(Saved entries)
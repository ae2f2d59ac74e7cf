#![forbid(unsafe_code)]

//! Layered graph layout.
//!
//! The pipeline follows the classic Sugiyama phases: cycle removal, rank assignment (network
//! simplex over tier floors), long-edge normalization, crossing minimization and coordinate
//! assignment. Every phase iterates in node/edge insertion order, so identical input always
//! yields identical coordinates.

pub use tiergraph_graphlib as graphlib;

pub mod acyclic;
pub mod coordinate_system;
pub mod greedy_fas;
pub mod model;
pub mod normalize;
pub mod order;
pub mod pipeline;
pub mod position;
pub mod rank;
pub mod tier_floor;
pub mod util;

pub use model::{Acyclicer, DummyKind, EdgeLabel, GraphLabel, NodeLabel, Point, RankDir, Ranker};
pub use pipeline::{layout, node_centers};

/// The graph type every phase of the pipeline operates on.
pub type LayoutGraph = graphlib::Graph<NodeLabel, EdgeLabel, GraphLabel>;
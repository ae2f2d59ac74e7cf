//! Node placement.
//!
//! Every node gets a tier from its kind and a box from its label; the boxes and the weighted
//! edges go to a [`LayeredLayout`] strategy, and the centers it returns become top-left anchors.

use crate::config::{LayoutConfig, RankDirection};
use crate::model::{GraphEdge, GraphNode, NodeBox};
use crate::{Error, Result};
use indexmap::{IndexMap, IndexSet};
use tiergraph_layered::graphlib::{Graph, GraphOptions};
use tiergraph_layered::{EdgeLabel, GraphLabel, LayoutGraph, NodeLabel, Point, RankDir};

/// A node as the layered solver sees it.
#[derive(Debug, Clone, PartialEq)]
pub struct SolverNode {
    pub id: String,
    /// The earliest band the node may occupy.
    pub tier: i32,
    pub width: f64,
    pub height: f64,
}

#[derive(Debug, Clone, PartialEq)]
pub struct SolverEdge {
    pub id: String,
    pub source: String,
    pub target: String,
    pub weight: f64,
    pub minlen: usize,
}

/// A layered placement algorithm: ranked, sized nodes and weighted edges in, box centers out.
pub trait LayeredLayout {
    fn centers(
        &self,
        nodes: &[SolverNode],
        edges: &[SolverEdge],
        config: &LayoutConfig,
    ) -> IndexMap<String, Point>;
}

/// Network-simplex ranking, barycenter ordering and least-squares coordinates.
#[derive(Debug, Clone, Copy, Default)]
pub struct NetworkSimplexLayout;

impl LayeredLayout for NetworkSimplexLayout {
    fn centers(
        &self,
        nodes: &[SolverNode],
        edges: &[SolverEdge],
        config: &LayoutConfig,
    ) -> IndexMap<String, Point> {
        let mut g: LayoutGraph = Graph::new(GraphOptions { multigraph: true });
        g.set_graph(GraphLabel {
            rankdir: match config.rankdir {
                RankDirection::TB => RankDir::TB,
                RankDirection::BT => RankDir::BT,
                RankDirection::LR => RankDir::LR,
                RankDirection::RL => RankDir::RL,
            },
            nodesep: config.nodesep,
            edgesep: config.edgesep,
            ranksep: config.ranksep,
            marginx: config.marginx,
            marginy: config.marginy,
            ..Default::default()
        });
        for n in nodes {
            g.set_node(
                n.id.clone(),
                NodeLabel::sized(n.width, n.height).with_tier(n.tier),
            );
        }
        for e in edges {
            g.set_edge_named(
                e.source.clone(),
                e.target.clone(),
                Some(e.id.clone()),
                Some(EdgeLabel::new(e.weight, e.minlen)),
            );
        }

        tiergraph_layered::layout(&mut g);
        tiergraph_layered::node_centers(&g).into_iter().collect()
    }
}

/// Lays out with the default configuration and strategy.
pub fn layout(nodes: &[GraphNode], edges: &[GraphEdge]) -> Result<IndexMap<String, NodeBox>> {
    layout_with(nodes, edges, &LayoutConfig::default(), &NetworkSimplexLayout)
}

/// Returns one box per node, keyed and ordered by node.
///
/// Fails with [`Error::MissingNode`] before any placement when an edge endpoint is not a node,
/// and with [`Error::MissingPosition`] when the strategy leaves a node out.
pub fn layout_with(
    nodes: &[GraphNode],
    edges: &[GraphEdge],
    config: &LayoutConfig,
    strategy: &dyn LayeredLayout,
) -> Result<IndexMap<String, NodeBox>> {
    let known: IndexSet<&str> = nodes.iter().map(GraphNode::id).collect();
    for e in edges {
        for endpoint in [&e.source, &e.target] {
            if !known.contains(endpoint.as_str()) {
                return Err(Error::MissingNode {
                    edge_id: e.id.clone(),
                    node_id: endpoint.clone(),
                });
            }
        }
    }

    let solver_nodes: Vec<SolverNode> = nodes.iter().map(|n| solver_node(n, config)).collect();
    let solver_edges: Vec<SolverEdge> = edges
        .iter()
        .map(|e| {
            let weighting = config.weighting(&e.label);
            SolverEdge {
                id: e.id.clone(),
                source: e.source.clone(),
                target: e.target.clone(),
                weight: weighting.weight,
                minlen: weighting.minlen,
            }
        })
        .collect();
    tracing::debug!(
        nodes = solver_nodes.len(),
        edges = solver_edges.len(),
        "layout: placing"
    );

    let centers = strategy.centers(&solver_nodes, &solver_edges, config);

    let mut boxes: IndexMap<String, NodeBox> = IndexMap::with_capacity(solver_nodes.len());
    for n in solver_nodes {
        let Some(center) = centers.get(&n.id) else {
            return Err(Error::MissingPosition { node_id: n.id });
        };
        boxes.insert(
            n.id,
            NodeBox {
                x: center.x - n.width / 2.0,
                y: center.y - n.height / 2.0,
                width: n.width,
                height: n.height,
            },
        );
    }
    Ok(boxes)
}

pub fn solver_node(node: &GraphNode, config: &LayoutConfig) -> SolverNode {
    let kind = node.kind();
    let (width, height) = config.sizing(kind).size(node.label());
    SolverNode {
        id: node.id().to_string(),
        tier: kind.tier(),
        width,
        height,
    }
}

* _REQUIRED WORK_
Reproduce the data in its entirety, matching each character.

* _SOLUTION_
repository ae2f2d59ac74e7cf
#![forbid(unsafe_code)]

//! Layered graph layout.
//!
//! The pipeline follows the classic Sugiyama phases: cycle removal, rank assignment (network
//! simplex over tier floors), long-edge normalization, crossing minimization and coordinate
//! assignment. Every phase iterates in node/edge insertion order, so identical input always
//! yields identical coordinates.

pub use tiergraph_graphlib as graphlib;

pub mod acyclic;
pub mod coordinate_system;
pub mod greedy_fas;
pub mod model;
pub mod normalize;
pub mod order;
pub mod pipeline;
pub mod position;
pub mod rank;
pub mod tier_floor;
pub mod util;

pub use model::{Acyclicer, DummyKind, EdgeLabel, GraphLabel, NodeLabel, Point, RankDir, Ranker};
pub use pipeline::{layout, node_centers};

/// The graph type every phase of the pipeline operates on.
pub type LayoutGraph = graphlib::Graph<NodeLabel, EdgeLabel, GraphLabel>;
repository ae2f2d59ac74e7cf
//! Node placement.
//!
//! Every node gets a tier from its kind and a box from its label; the boxes and the weighted
//! edges go to a [`LayeredLayout`] strategy, and the centers it returns become top-left anchors.

use crate::config::{LayoutConfig, RankDirection};
use crate::model::{GraphEdge, GraphNode, NodeBox};
use crate::{Error, Result};
use indexmap::{IndexMap, IndexSet};
use tiergraph_layered::graphlib::{Graph, GraphOptions};
use tiergraph_layered::{EdgeLabel, GraphLabel, LayoutGraph, NodeLabel, Point, RankDir};

/// A node as the layered solver sees it.
#[derive(Debug, Clone, PartialEq)]
pub struct SolverNode {
    pub id: String,
    /// The earliest band the node may occupy.
    pub tier: i32,
    pub width: f64,
    pub height: f64,
}

#[derive(Debug, Clone, PartialEq)]
pub struct SolverEdge {
    pub id: String,
    pub source: String,
    pub target: String,
    pub weight: f64,
    pub minlen: usize,
}

/// A layered placement algorithm: ranked, sized nodes and weighted edges in, box centers out.
pub trait LayeredLayout {
    fn centers(
        &self,
        nodes: &[SolverNode],
        edges: &[SolverEdge],
        config: &LayoutConfig,
    ) -> IndexMap<String, Point>;
}

/// Network-simplex ranking, barycenter ordering and least-squares coordinates.
#[derive(Debug, Clone, Copy, Default)]
pub struct NetworkSimplexLayout;

impl LayeredLayout for NetworkSimplexLayout {
    fn centers(
        &self,
        nodes: &[SolverNode],
        edges: &[SolverEdge],
        config: &LayoutConfig,
    ) -> IndexMap<String, Point> {
        let mut g: LayoutGraph = Graph::new(GraphOptions { multigraph: true });
        g.set_graph(GraphLabel {
            rankdir: match config.rankdir {
                RankDirection::TB => RankDir::TB,
                RankDirection::BT => RankDir::BT,
                RankDirection::LR => RankDir::LR,
                RankDirection::RL => RankDir::RL,
            },
            nodesep: config.nodesep,
            edgesep: config.edgesep,
            ranksep: config.ranksep,
            marginx: config.marginx,
            marginy: config.marginy,
            ..Default::default()
        });
        for n in nodes {
            g.set_node(
                n.id.clone(),
                NodeLabel::sized(n.width, n.height).with_tier(n.tier),
            );
        }
        for e in edges {
            g.set_edge_named(
                e.source.clone(),
                e.target.clone(),
                Some(e.id.clone()),
                Some(EdgeLabel::new(e.weight, e.minlen)),
            );
        }

        tiergraph_layered::layout(&mut g);
        tiergraph_layered::node_centers(&g).into_iter().collect()
    }
}

/// Lays out with the default configuration and strategy.
pub fn layout(nodes: &[GraphNode], edges: &[GraphEdge]) -> Result<IndexMap<String, NodeBox>> {
    layout_with(nodes, edges, &LayoutConfig::default(), &NetworkSimplexLayout)
}

/// Returns one box per node, keyed and ordered by node.
///
/// Fails with [`Error::MissingNode`] before any placement when an edge endpoint is not a node,
/// and with [`Error::MissingPosition`] when the strategy leaves a node out.
pub fn layout_with(
    nodes: &[GraphNode],
    edges: &[GraphEdge],
    config: &LayoutConfig,
    strategy: &dyn LayeredLayout,
) -> Result<IndexMap<String, NodeBox>> {
    let known: IndexSet<&str> = nodes.iter().map(GraphNode::id).collect();
    for e in edges {
        for endpoint in [&e.source, &e.target] {
            if !known.contains(endpoint.as_str()) {
                return Err(Error::MissingNode {
                    edge_id: e.id.clone(),
                    node_id: endpoint.clone(),
                });
            }
        }
    }

    let solver_nodes: Vec<SolverNode> = nodes.iter().map(|n| solver_node(n, config)).collect();
    let solver_edges: Vec<SolverEdge> = edges
        .iter()
        .map(|e| {
            let weighting = config.weighting(&e.label);
            SolverEdge {
                id: e.id.clone(),
                source: e.source.clone(),
                target: e.target.clone(),
                weight: weighting.weight,
                minlen: weighting.minlen,
            }
        })
        .collect();
    tracing::debug!(
        nodes = solver_nodes.len(),
        edges = solver_edges.len(),
        "layout: placing"
    );

    let centers = strategy.centers(&solver_nodes, &solver_edges, config);

    let mut boxes: IndexMap<String, NodeBox> = IndexMap::with_capacity(solver_nodes.len());
    for n in solver_nodes {
        let Some(center) = centers.get(&n.id) else {
            return Err(Error::MissingPosition { node_id: n.id });
        };
        boxes.insert(
            n.id,
            NodeBox {
                x: center.x - n.width / 2.0,
                y: center.y - n.height / 2.0,
                width: n.width,
                height: n.height,
            },
        );
    }
    Ok(boxes)
}

pub fn solver_node(node: &GraphNode, config: &LayoutConfig) -> SolverNode {
    let kind = node.kind();
    let (width, height) = config.sizing(kind).size(node.label());
    SolverNode {
        id: node.id().to_string(),
        tier: kind.tier(),
        width,
        height,
    }
}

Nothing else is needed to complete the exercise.